MILICIANO 2.-Se combate en Usera, en la Casa de Campo, en el Manzanares, en el Puente de los Franceses, en la Mon­cloa, en la Ciudad Universitaria... ¡Y con qué furia, compañero!
MILICIANO l.- ¡Lástima estar aquí! A mí me hirieron en la sierra…
MILICIANO 2.-Creyeron que entraban. Se han visto moros perdidos hasta por la Gran Vía.
MILICIANO l.-En el Puente de To­ledo, las muchachas del barrio sur se han portado como leonas.

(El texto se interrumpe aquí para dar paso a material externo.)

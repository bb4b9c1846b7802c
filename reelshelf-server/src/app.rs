use axum::{
    Router,
    http::{HeaderName, HeaderValue, Method},
};
use tower::ServiceBuilder;
use tower_http::{
    cors::{AllowHeaders, AllowMethods, AllowOrigin, CorsLayer},
    trace::TraceLayer,
};

use reelshelf_config::CorsConfig;

use crate::{AppState, infra::errors::AppError, routes};

/// Build the complete application router with state applied.
pub fn create_app(state: AppState) -> Router {
    let cors_layer = if state.config.dev_mode {
        CorsLayer::permissive()
    } else {
        cors_allow_list(&state.config.cors)
    };

    routes::create_api_router(state.clone())
        .fallback(|| async { AppError::not_found("Route not found") })
        .layer(
            ServiceBuilder::new()
                .layer(TraceLayer::new_for_http())
                .layer(cors_layer),
        )
        .with_state(state)
}

/// Entries were validated during config load; anything unparsable is
/// skipped rather than widening the policy.
fn cors_allow_list(cors: &CorsConfig) -> CorsLayer {
    let origins: Vec<HeaderValue> = cors
        .allowed_origins
        .iter()
        .filter_map(|s| HeaderValue::from_str(s).ok())
        .collect();

    let methods: Vec<Method> = cors
        .allowed_methods
        .iter()
        .filter_map(|m| Method::from_bytes(m.as_bytes()).ok())
        .collect();

    let headers: Vec<HeaderName> = cors
        .allowed_headers
        .iter()
        .filter_map(|h| HeaderName::from_bytes(h.as_bytes()).ok())
        .collect();

    CorsLayer::new()
        .allow_origin(AllowOrigin::list(origins))
        .allow_methods(AllowMethods::list(methods))
        .allow_headers(AllowHeaders::list(headers))
}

MILICIANO 2.-Combate todo el mun­do. Chicos y grandes. Con piedras, con botellas de líquido inflamable, con armas viejas sacadas de no se sabe dónde. (Se encaminan hacia el lateral izquierdo del primer término.)
MILICIANO l.-Madrid está casi cerca­do. Pero no pasarán.
MILICIANO 2 (iniciando el mutis).­¡No pasarán! Ni con ayuda de alemanes, de moros, de italianos, de portugueses... (Ya desaparecidos los dos.) ¡No pasarán!